Evgenia L. Salazar’s costumes, flavored with fantasy and Eastern European tradition, help convey the Wife’s insatiable social ambition, as do the changing buildings on Phil Charlwood’s streamlined set. As the demands on the Golden Fish escalate, an ominous note creeps into the musical underscoring, which otherwise often evokes comic operetta. (Koki Lortkipanidze is resident composer.)

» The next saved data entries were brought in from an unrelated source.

//! Data model: Driver Info, Device, MIG Instance, Selection,
//! Mount Record.

use std::os::unix::fs::MetadataExt;
use std::path::PathBuf;

/// A `(major, minor)` pair identifying a character or block device node,
/// matching `dev_t` in the original's `nvc_device_node`.
#[derive(Debug, Clone, Copy, PartialEq, Eq, Hash)]
pub struct DevId {
    pub major: u32,
    pub minor: u32,
}

impl DevId {
    pub fn new(major: u32, minor: u32) -> Self {
        Self { major, minor }
    }

    /// Build a `DevId` from a raw `st_rdev` as returned by `stat(2)`.
    pub fn from_rdev(rdev: u64) -> Self {
        unsafe {
            DevId {
                major: libc::major(rdev) as u32,
                minor: libc::minor(rdev) as u32,
            }
        }
    }

    /// `stat` a path and return the device id it is bound to (for
    /// `/dev/nvidia*`-style nodes this is `st_rdev`).
    pub fn stat_rdev(path: &std::path::Path) -> std::io::Result<Self> {
        let meta = std::fs::symlink_metadata(path)?;
        Ok(Self::from_rdev(meta.rdev()))
    }
}

impl std::fmt::Display for DevId {
    fn fmt(&self, f: &mut std::fmt::Formatter<'_>) -> std::fmt::Result {
        write!(f, "{}:{}", self.major, self.minor)
    }
}

/// A character/block device node: its path and device id.
#[derive(Debug, Clone, PartialEq, Eq)]
pub struct DeviceNode {
    pub path: PathBuf,
    pub id: DevId,
    /// `true` for char devices (all devices in this system are char
    /// devices, but the flag is retained so `nvc-fs::file_create`'s
    /// caller doesn't have to special-case it).
    pub is_char: bool,
}

impl DeviceNode {
    pub fn char_device(path: impl Into<PathBuf>, id: DevId) -> Self {
        Self {
            path: path.into(),
            id,
            is_char: true,
        }
    }
}

/// Immutable driver-file inventory snapshot, built once by component H.
#[derive(Debug, Clone, Default)]
pub struct DriverInfo {
    pub nvrm_version: String,
    pub cuda_version: String,
    pub bins: Vec<PathBuf>,
    pub libs: Vec<PathBuf>,
    pub libs32: Vec<PathBuf>,
    pub ipcs: Vec<PathBuf>,
    pub firmwares: Vec<PathBuf>,
    pub devices: Vec<DeviceNode>,
}

/// NVIDIA device brand, as reported by NVML (`nvmlBrandType_t`).
#[derive(Debug, Clone, Copy, PartialEq, Eq)]
pub enum Brand {
    Unknown,
    Quadro,
    Tesla,
    NVS,
    GeForce,
    Titan,
    NvidiaVApps,
    NvidiaVPc,
    NvidiaVServer,
    NvidiaVGaming,
    QuadroRtx,
    Nvidia,
}

impl Brand {
    pub fn name(self) -> &'static str {
        match self {
            Brand::Unknown => "Unknown",
            Brand::Quadro => "Quadro",
            Brand::Tesla => "Tesla",
            Brand::NVS => "NVS",
            Brand::GeForce => "GeForce",
            Brand::Titan => "Titan",
            Brand::NvidiaVApps => "NVIDIA Virtual Applications",
            Brand::NvidiaVPc => "NVIDIA Virtual PC",
            Brand::NvidiaVServer => "NVIDIA Virtual Server",
            Brand::NvidiaVGaming => "NVIDIA Virtual Gaming",
            Brand::QuadroRtx => "Quadro RTX",
            Brand::Nvidia => "NVIDIA",
        }
    }
}

/// Whether the driver exposes MIG capability files as `/dev` nodes, as
/// procfs-only files, or not at all.
#[derive(Debug, Clone, Copy, PartialEq, Eq)]
pub enum NvcapsStyle {
    None,
    Proc,
    Dev,
}

/// A single MIG compute instance.
#[derive(Debug, Clone)]
pub struct MigInstance {
    /// Index of the parent GPU in `DeviceInfo::gpus`.
    pub parent_index: usize,
    pub uuid: String,
    pub gi: u32,
    pub ci: u32,
    pub gi_caps_path: PathBuf,
    pub ci_caps_path: PathBuf,
    /// Device node for the GI access file, resolved through `mig-minors`
    /// when `nvcaps_style == Dev`.
    pub gi_caps_device: Option<DeviceNode>,
    pub ci_caps_device: Option<DeviceNode>,
}

/// A single physical GPU.
#[derive(Debug, Clone)]
pub struct Device {
    pub model: String,
    pub uuid: String,
    /// Canonical `dddddddd:bb:dd.0` PCI bus id.
    pub busid: String,
    /// "major.minor" compute-capability string.
    pub arch: String,
    pub brand: Brand,
    pub node: DeviceNode,
    pub mig_capable: bool,
    pub mig_caps_path: Option<PathBuf>,
    pub mig_instances: Vec<MigInstance>,
}

impl Device {
    /// Minor number of this GPU's `/dev/nvidia<minor>` node.
    pub fn minor(&self) -> u32 {
        self.node.id.minor
    }
}

/// Full device inventory (component H output), mirroring
/// `nvc_device_info`.
#[derive(Debug, Clone, Default)]
pub struct DeviceInfo {
    pub gpus: Vec<Device>,
}

/// Selection of visible GPUs/MIG instances.
///
/// Holds indices into a `DeviceInfo` rather than borrowed references so
/// that it can outlive short-lived borrows across RPC boundaries.
#[derive(Debug, Clone, Default)]
pub struct Selection {
    pub gpu_indices: Vec<usize>,
    /// `(gpu_index, mig_index_within_gpu)` pairs.
    pub mig_indices: Vec<(usize, usize)>,
    /// Distinct selection used for `mig-config` global caps.
    pub mig_config_all: bool,
    /// Distinct selection used for `mig-monitor` global caps.
    pub mig_monitor_all: bool,
    /// Set when the user wrote the literal `all` token, as opposed to an
    /// explicit id list that happens to cover every device.
    pub all: bool,
}

impl Selection {
    /// Build the selection corresponding to `all`.
    pub fn all(info: &DeviceInfo) -> Self {
        let gpu_indices: Vec<usize> = (0..info.gpus.len()).collect();
        let mut mig_indices = Vec::new();
        for (gi, gpu) in info.gpus.iter().enumerate() {
            for (mi, _) in gpu.mig_instances.iter().enumerate() {
                mig_indices.push((gi, mi));
            }
        }
        Selection {
            gpu_indices,
            mig_indices,
            mig_config_all: true,
            mig_monitor_all: true,
            all: true,
        }
    }

    /// Invariant check: every selected MIG instance's parent GPU is also
    /// present in `gpu_indices`.
    pub fn is_consistent(&self) -> bool {
        self.mig_indices
            .iter()
            .all(|(gi, _)| self.gpu_indices.contains(gi))
    }
}

/// A mounted path inside the container, tracked only for the duration of
/// one orchestrator call so it can be rolled back on failure.
#[derive(Debug, Clone)]
pub struct MountRecord {
    pub target: PathBuf,
    /// Whether `target` was created by us and should be removed (rmdir/
    /// unlink, best-effort) once unmounted, as opposed to a pre-existing
    /// node we only bind-mounted over.
    pub created_target: bool,
}

#[cfg(test)]
mod tests {
    use super::*;

    fn gpu(minor: u32, mig: Vec<MigInstance>) -> Device {
        Device {
            model: "Test GPU".into(),
            uuid: format!("GPU-{minor}"),
            busid: "00000000:00:00.0".into(),
            arch: "8.0".into(),
            brand: Brand::Tesla,
            node: DeviceNode::char_device(
                crate::paths::nv_device_path(minor),
                DevId::new(crate::paths::NV_DEVICE_MAJOR, minor),
            ),
            mig_capable: !mig.is_empty(),
            mig_caps_path: None,
            mig_instances: mig,
        }
    }

    #[test]
    fn selection_all_covers_every_gpu_and_mig() {
        let info = DeviceInfo {
            gpus: vec![
                gpu(0, vec![]),
                gpu(
                    1,
                    vec![MigInstance {
                        parent_index: 1,
                        uuid: "MIG-1".into(),
                        gi: 1,
                        ci: 0,
                        gi_caps_path: "/x".into(),
                        ci_caps_path: "/y".into(),
                        gi_caps_device: None,
                        ci_caps_device: None,
                    }],
                ),
            ],
        };
        let sel = Selection::all(&info);
        assert!(sel.all);
        assert_eq!(sel.gpu_indices, vec![0, 1]);
        assert_eq!(sel.mig_indices, vec![(1, 0)]);
        assert!(sel.is_consistent());
    }

    #[test]
    fn inconsistent_selection_is_detected() {
        let sel = Selection {
            gpu_indices: vec![0],
            mig_indices: vec![(1, 0)],
            mig_config_all: false,
            mig_monitor_all: false,
            all: false,
        };
        assert!(!sel.is_consistent());
    }

    #[test]
    fn dev_id_display_matches_cgroup_rule_format() {
        let id = DevId::new(195, 0);
        assert_eq!(id.to_string(), "195:0");
    }
}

In the winning first moments of the show, Mills gambols on as the Narrator, wielding a paint palette and, instead of a brush, a tuft of rainbow-colored gauze. Later, the Narrator will speak, but at this point he just seems to paint a fairy-tale world into existence, for instance daubing at the Old Man until the fisherman looks sufficiently distinctive. The sequence might almost represent Synetic itself, conjuring a new artwork, move by inventive move.
The Golden Fish, directed and choreographed by Irina Tsikurishvili; resident dramaturge/adapter, Nathan Weinberger; technical director, Phil Charlwood; lighting design, Dominic DeSalvio and Hailey LaRoe; sound, Brandon Cook. About 45 minutes. Through Jan. 7 at 1800 S. Bell St., Arlington. 703-824-8060, Ext. 117. synetictheater.org.